Until the early 1800s, the area was rural farming land in the historic county of Yorkshire. The town was a planned development which started in 1830, housing and port was created with coal and later ironworks added. Steel production and ship building began in the late 1800s, remaining associated with the town until the post-industrial decline of the late twentieth century. Trade (notably through ports) and digital enterprise sectors contemporarily contribute to the local economy, Teesside University and Middlesbrough College to local education.

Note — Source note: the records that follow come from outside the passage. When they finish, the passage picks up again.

// src/detector.rs
//! Red-flagging source words that score poorly against the target but
//! well against baseline translations.

use crate::core::types::TopSourceScore;
use rustc_hash::FxHashMap;
use serde::{Deserialize, Serialize};
use std::collections::BTreeMap;

/// Baseline mean must exceed the target score by this factor.
pub const RATIO: f64 = 5.0;
/// And must exceed this absolute score.
pub const MIN_REFERENCE_SCORE: f64 = 0.35;

/// Top-source scores of one baseline reference translation.
#[derive(Debug, Clone)]
pub struct Baseline {
    pub id: String,
    pub scores: Vec<TopSourceScore>,
}

#[derive(Debug, Clone, PartialEq, Serialize, Deserialize)]
pub struct FlaggedWord {
    pub vref: String,
    pub source: String,
    /// Baseline id to the word it matched for this source word.
    pub target: BTreeMap<String, String>,
    pub score: f64,
    pub mean_reference_score: Option<f64>,
    pub min_reference_score: Option<f64>,
    pub flag: bool,
}

pub fn is_red_flag(mean_reference_score: f64, target_score: f64) -> bool {
    mean_reference_score > RATIO * target_score && mean_reference_score > MIN_REFERENCE_SCORE
}

fn clamped(score: Option<f64>) -> f64 {
    score.unwrap_or(0.0).max(0.0)
}

/// Checks every low-scoring source word of `target` against the baselines.
///
/// Baselines whose id equals `target_id` are skipped. A baseline without an
/// entry for the (verse, source word) counts as scoring 0 there. With no
/// baselines left, words are reported unflagged with no statistics.
pub fn detect(
    target: &[TopSourceScore],
    baselines: &[Baseline],
    target_id: Option<&str>,
    threshold: f64,
) -> Vec<FlaggedWord> {
    let references: Vec<(&str, FxHashMap<(&str, &str), &TopSourceScore>)> = baselines
        .iter()
        .filter(|b| Some(b.id.as_str()) != target_id)
        .map(|b| {
            let lookup = b
                .scores
                .iter()
                .map(|s| ((s.vref.as_str(), s.source.as_str()), s))
                .collect();
            (b.id.as_str(), lookup)
        })
        .collect();
    if references.is_empty() {
        tracing::info!("No baseline references; missing words cannot be flagged");
    }

    let flagged: Vec<FlaggedWord> = target
        .iter()
        .filter_map(|entry| {
            let score = clamped(entry.total_score);
            if score >= threshold {
                return None;
            }

            let mut matches = BTreeMap::new();
            let mut reference_scores = Vec::with_capacity(references.len());
            for (id, lookup) in &references {
                match lookup.get(&(entry.vref.as_str(), entry.source.as_str())) {
                    Some(found) => {
                        matches.insert(id.to_string(), found.target.clone());
                        reference_scores.push(clamped(found.total_score));
                    }
                    None => reference_scores.push(0.0),
                }
            }

            let (mean, min) = if reference_scores.is_empty() {
                (None, None)
            } else {
                let mean = reference_scores.iter().sum::<f64>() / reference_scores.len() as f64;
                let min = reference_scores.iter().copied().fold(f64::INFINITY, f64::min);
                (Some(mean), Some(min))
            };

            Some(FlaggedWord {
                vref: entry.vref.clone(),
                source: entry.source.clone(),
                target: matches,
                score,
                mean_reference_score: mean,
                min_reference_score: min,
                flag: mean.map(|m| is_red_flag(m, score)).unwrap_or(false),
            })
        })
        .collect();

    tracing::info!(
        "{} low-scoring words, {} red flags",
        flagged.len(),
        flagged.iter().filter(|f| f.flag).count()
    );
    flagged
}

In 1853, it became a town. In 1889, the North Riding of Yorkshire became an administrative county, and the town's municipal borough also became a county borough. From 1968 until 1974, some boroughs and parishes both from the rest of the county and County Durham formed the County Borough of Teesside. Cleveland became a non-metropolitan county in 1974, and was abolished in 1996, leading to its current governance.
Middlesbrough started as a Benedictine priory on the south bank of the River Tees, its name possibly derived from it being midway between the holy sites of Durham and Whitby. The earliest recorded form of Middlesbrough's name is "Mydilsburgh". The name literally means "middle fortress".

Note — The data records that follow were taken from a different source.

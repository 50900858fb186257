// src/core/corpus.rs
//! Reading line-aligned source/target files into verse rows.

use crate::config::CANONICAL_VREF_COUNT;
use crate::core::normalize::tokenize;
use crate::core::types::Row;
use crate::error::{AlignError, Result};
use std::fs;
use std::path::Path;

/// Reads a text file into lines, without line terminators.
pub fn read_lines(path: &Path) -> Result<Vec<String>> {
    let content = fs::read_to_string(path).map_err(|e| AlignError::io(path, e))?;
    Ok(content.lines().map(str::to_string).collect())
}

/// Reads the reference index (one vref per line).
pub fn read_vrefs(path: &Path) -> Result<Vec<String>> {
    Ok(read_lines(path)?.into_iter().map(|l| l.trim().to_string()).collect())
}

/// Builds uncondensed rows from line lists.
///
/// Without a target, every row gets an empty target side. Scripture
/// corpora must come with the full canonical reference index; other
/// corpora fall back to 1-based line numbers when `vrefs` is `None`.
pub fn build_rows(
    source_lines: Vec<String>,
    target_lines: Option<Vec<String>>,
    vrefs: Option<Vec<String>>,
    is_bible: bool,
) -> Result<Vec<Row>> {
    if let Some(target) = &target_lines {
        if target.len() != source_lines.len() {
            return Err(AlignError::LineCountMismatch {
                source_lines: source_lines.len(),
                target_lines: target.len(),
            });
        }
    }

    if is_bible {
        let found = vrefs.as_ref().map(Vec::len).unwrap_or(0);
        if found != CANONICAL_VREF_COUNT {
            return Err(AlignError::CanonicalLength { expected: CANONICAL_VREF_COUNT, found });
        }
        if source_lines.len() != CANONICAL_VREF_COUNT {
            return Err(AlignError::CanonicalLength {
                expected: CANONICAL_VREF_COUNT,
                found: source_lines.len(),
            });
        }
    } else if let Some(refs) = &vrefs {
        if refs.len() != source_lines.len() {
            return Err(AlignError::VrefCount { vrefs: refs.len(), lines: source_lines.len() });
        }
    }

    let mut vrefs = vrefs.map(Vec::into_iter);
    let mut targets = target_lines.map(Vec::into_iter);
    let rows = source_lines
        .into_iter()
        .enumerate()
        .map(|(i, source_text)| {
            let vref = vrefs
                .as_mut()
                .and_then(|refs| refs.next())
                .unwrap_or_else(|| (i + 1).to_string());
            let target_text = targets.as_mut().and_then(|t| t.next()).unwrap_or_default();
            Row {
                vref,
                source_words: tokenize(&source_text),
                target_words: tokenize(&target_text),
                source_text,
                target_text,
            }
        })
        .collect();
    Ok(rows)
}

/// Loads a source file and optional target file into uncondensed rows.
pub fn load(
    source: &Path,
    target: Option<&Path>,
    vref_path: Option<&Path>,
    is_bible: bool,
) -> Result<Vec<Row>> {
    let source_lines = read_lines(source)?;
    let target_lines = target.map(read_lines).transpose()?;
    let vrefs = vref_path.map(read_vrefs).transpose()?;
    let rows = build_rows(source_lines, target_lines, vrefs, is_bible)?;
    tracing::info!("Loaded {} rows from {}", rows.len(), source.display());
    Ok(rows)
}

In 686, a monastic cell was consecrated by St. Cuthbert at the request of St. Hilda, Abbess of Whitby. The manor of Middlesburgh belonged to Whitby Abbey and Guisborough Priory. Robert Bruce, Lord of Cleveland and Annandale, granted and confirmed, in 1119, the church of St. Hilda of Middleburg to Whitby. Up until its closure on the Dissolution of the Monasteries by Henry VIII in 1537, the church was maintained by 12 Benedictine monks, many of whom became vicars, or rectors, of various places in Cleveland.